Robert Parker Excerpt: Crook’s Hollow

Crook's Hollow by Robert Parker is a thrilling country noir involving greed, betrayal, secrecy, and more blood than farmer Thor Loxley could ever imagine (available March 22, 2018).

In the quiet village of Crook’s Hollow, almost exactly between Manchester and Liverpool, land and pride are king.

And now someone has just tried to kill Thor Loxley—but Thor has no clue as to why. As the estranged youngest of the omnipresent Loxley farming dynasty, all of whom view him as a traitorous turncoat, in a village where everybody knows everybody else’s business, life is hard enough.

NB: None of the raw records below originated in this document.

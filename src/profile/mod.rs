pub mod point;
pub mod segment;
pub mod snapshot;

pub use point::{PointData, PointId};
pub use segment::{segment_label, SegmentData, SegmentId};
pub use snapshot::{PointRecord, ProfileSnapshot, SegmentRecord};

use slotmap::{SecondaryMap, SlotMap};

use crate::error::GraphError;
use crate::math::vector_2d::direction_degrees;
use crate::math::Point2;

/// Arena that owns the points and segments of a flashing profile.
///
/// Segments reference points by [`PointId`]. Removing a point removes every
/// segment touching it, so a segment never refers to a missing point.
#[derive(Debug, Clone, Default)]
pub struct ProfileGraph {
    points: SlotMap<PointId, PointData>,
    segments: SlotMap<SegmentId, SegmentData>,
    /// Point IDs in insertion order; the tail is the chain end for appends.
    insertion_order: Vec<PointId>,
}

impl ProfileGraph {
    /// Creates a new, empty profile.
    #[must_use]
    pub fn new() -> Self {
        Self::default()
    }

    /// Returns `true` when the profile has at least one point and one segment.
    #[must_use]
    pub fn has_geometry(&self) -> bool {
        !self.points.is_empty() && !self.segments.is_empty()
    }

    /// Number of points.
    #[must_use]
    pub fn point_count(&self) -> usize {
        self.points.len()
    }

    /// Number of segments.
    #[must_use]
    pub fn segment_count(&self) -> usize {
        self.segments.len()
    }

    /// Iterates over all points.
    pub fn points(&self) -> impl Iterator<Item = (PointId, &PointData)> {
        self.points.iter()
    }

    /// Iterates over all segments.
    pub fn segments(&self) -> impl Iterator<Item = (SegmentId, &SegmentData)> {
        self.segments.iter()
    }

    // --- Point operations ---

    /// Inserts a point and returns its ID.
    pub fn add_point(&mut self, data: PointData) -> PointId {
        let id = self.points.insert(data);
        self.insertion_order.push(id);
        id
    }

    /// Inserts a point and connects it to the most recently added point that
    /// is still in the profile, if any.
    ///
    /// Returns the new point and the connecting segment.
    ///
    /// # Errors
    ///
    /// Returns an error if the new point coincides with the previous point's ID
    /// (never happens for freshly inserted points).
    pub fn append_point(
        &mut self,
        position: Point2,
    ) -> Result<(PointId, Option<SegmentId>), GraphError> {
        let previous = self.insertion_order.last().copied();
        let id = self.add_point(PointData::new(position));
        let segment = match previous {
            Some(prev) => Some(self.connect(prev, id)?),
            None => None,
        };
        Ok((id, segment))
    }

    /// Returns a reference to the point data, or an error if not found.
    ///
    /// # Errors
    ///
    /// Returns an error if the point is not in the profile.
    pub fn point(&self, id: PointId) -> Result<&PointData, GraphError> {
        self.points
            .get(id)
            .ok_or(GraphError::EntityNotFound("point"))
    }

    /// Returns a mutable reference to the point data, or an error if not found.
    ///
    /// # Errors
    ///
    /// Returns an error if the point is not in the profile.
    pub fn point_mut(&mut self, id: PointId) -> Result<&mut PointData, GraphError> {
        self.points
            .get_mut(id)
            .ok_or(GraphError::EntityNotFound("point"))
    }

    /// Moves a point to a new canvas position.
    ///
    /// # Errors
    ///
    /// Returns an error if the point is not in the profile.
    pub fn move_point(&mut self, id: PointId, position: Point2) -> Result<(), GraphError> {
        self.point_mut(id)?.position = position;
        Ok(())
    }

    /// Removes a point together with every segment touching it.
    ///
    /// # Errors
    ///
    /// Returns an error if the point is not in the profile.
    pub fn remove_point(&mut self, id: PointId) -> Result<PointData, GraphError> {
        let data = self
            .points
            .remove(id)
            .ok_or(GraphError::EntityNotFound("point"))?;
        self.segments.retain(|_, seg| !seg.touches(id));
        self.insertion_order.retain(|&p| p != id);
        Ok(data)
    }

    // --- Segment operations ---

    /// Connects two existing points with a new segment labelled after the
    /// current segment count.
    ///
    /// # Errors
    ///
    /// Returns an error if either point is missing or `start == end`.
    pub fn connect(&mut self, start: PointId, end: PointId) -> Result<SegmentId, GraphError> {
        let label = segment_label(self.segments.len());
        let mut data = SegmentData::new(start, end);
        data.label = Some(label);
        self.add_segment(data)
    }

    /// Inserts a segment after validating its endpoints.
    ///
    /// # Errors
    ///
    /// Returns an error if either point is missing or `start == end`.
    pub fn add_segment(&mut self, data: SegmentData) -> Result<SegmentId, GraphError> {
        if data.start == data.end {
            return Err(GraphError::SelfLoop);
        }
        self.point(data.start)?;
        self.point(data.end)?;
        Ok(self.segments.insert(data))
    }

    /// Returns a reference to the segment data, or an error if not found.
    ///
    /// # Errors
    ///
    /// Returns an error if the segment is not in the profile.
    pub fn segment(&self, id: SegmentId) -> Result<&SegmentData, GraphError> {
        self.segments
            .get(id)
            .ok_or(GraphError::EntityNotFound("segment"))
    }

    pub(crate) fn segment_mut(&mut self, id: SegmentId) -> Result<&mut SegmentData, GraphError> {
        self.segments
            .get_mut(id)
            .ok_or(GraphError::EntityNotFound("segment"))
    }

    pub(crate) fn retain_segments(&mut self, keep: impl FnMut(SegmentId, &mut SegmentData) -> bool) {
        self.segments.retain(keep);
    }

    /// Removes a segment; its endpoints stay in place.
    ///
    /// # Errors
    ///
    /// Returns an error if the segment is not in the profile.
    pub fn remove_segment(&mut self, id: SegmentId) -> Result<SegmentData, GraphError> {
        self.segments
            .remove(id)
            .ok_or(GraphError::EntityNotFound("segment"))
    }

    /// Removes all points and segments.
    pub fn clear(&mut self) {
        self.points.clear();
        self.segments.clear();
        self.insertion_order.clear();
    }

    // --- Derived geometry ---

    /// Returns the start and end positions of a segment.
    ///
    /// # Errors
    ///
    /// Returns an error if the segment or either endpoint is missing.
    pub fn segment_endpoints(&self, id: SegmentId) -> Result<(Point2, Point2), GraphError> {
        let seg = self.segment(id)?;
        Ok((self.point(seg.start)?.position, self.point(seg.end)?.position))
    }

    /// Euclidean length of a segment in pixels, computed from its endpoints.
    ///
    /// # Errors
    ///
    /// Returns an error if the segment or either endpoint is missing.
    pub fn segment_length(&self, id: SegmentId) -> Result<f64, GraphError> {
        let (a, b) = self.segment_endpoints(id)?;
        Ok((b - a).norm())
    }

    /// Direction of a segment (start → end) in degrees from the +X axis.
    ///
    /// # Errors
    ///
    /// Returns an error if the segment or either endpoint is missing.
    pub fn segment_direction(&self, id: SegmentId) -> Result<f64, GraphError> {
        let (a, b) = self.segment_endpoints(id)?;
        Ok(direction_degrees(&a, &b))
    }

    /// Segments incident to each point, in segment iteration order.
    #[must_use]
    pub fn adjacency(&self) -> SecondaryMap<PointId, Vec<SegmentId>> {
        let mut map: SecondaryMap<PointId, Vec<SegmentId>> = SecondaryMap::new();
        for (sid, seg) in &self.segments {
            for pid in [seg.start, seg.end] {
                if let Some(list) = map.entry(pid) {
                    list.or_default().push(sid);
                }
            }
        }
        map
    }

    /// Number of segments touching `point`.
    #[must_use]
    pub fn degree(&self, point: PointId) -> usize {
        self.segments.values().filter(|s| s.touches(point)).count()
    }

    /// Centroid of all point positions, or `None` for an empty profile.
    #[must_use]
    pub fn centroid(&self) -> Option<Point2> {
        if self.points.is_empty() {
            return None;
        }
        let sum = self
            .points
            .values()
            .fold(nalgebra::Vector2::zeros(), |acc, p| acc + p.position.coords);
        #[allow(clippy::cast_precision_loss)]
        let n = self.points.len() as f64;
        Some(Point2::from(sum / n))
    }

    pub(crate) fn points_mut(&mut self) -> impl Iterator<Item = (PointId, &mut PointData)> {
        self.points.iter_mut()
    }
}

But here, farmers do things the old way. You deal with problems on your own terms. You keep everything in house where possible. You avoid involving the authorities. With nobody to turn to, Thor sets out to uncover who wronged him. But with corrupt land developers circling, the rival Crook family seeking to unsettle the Loxley’s at every turn, his own family despising him, and jealous old acquaintances lurking, the mystery plunges ever deeper—and up floats more greed, betrayal, secrecy and blood than Thor could possibly imagine.

1

There was just the shallowest crescent of moon, high above. Everything else was black, and still.

The perfect night to get yourself killed, thought Thor Loxley.

‘I know you might find it pathetic, but I think I’m going to beg for my life any minute now,’ he said, just as a skull-jangling blow sent him down into the long grass. Wet tongues of green licked his face. He lay breathing heavily and caught sight of the disposable plastic overshoes on his assailant’s feet.

‘Decorator by trade? I have a feature wall I need repapering, if you’re interested,’ Thor said through ragged breaths, tensing as another fist ploughed his guts to tangled mush, sending him retching into the ground.

Thor was talking so much because he knew that if he didn’t, his fear would rise and take over. He couldn’t see anything of his adversary, it was far too dark; and whoever it was appeared to be dressed fully in black, even around the face.

Suddenly, he was pushed onto his front, his nose horribly close to his own fresh vomit, while a hand went fishing in his back pocket and pulled out his wallet.

‘This is a robbery? That’s it?’ said Thor, but his assailant merely threw the wallet deeper into the field, lost instantly in the gloom. ‘I don’t get it,’ Thor protested. ‘What the fuck are you do—’

A backhand shot electricity through his jaw, shutting him up in an instant, putting him face down again, and he lay breathing shallowly, not sure if he was awake or not; everything inside and outside of him was equally dark.

‘You should have got on with it,’ said the figure, in deep, aggressive tones that revealed that he was not only a man, but a man with very bad intentions indeed.

He must have been knocked out briefly, because he awoke with a start. The peace of the field was shattered by the growling bellow of an engine firing up, and Thor was flooded in light.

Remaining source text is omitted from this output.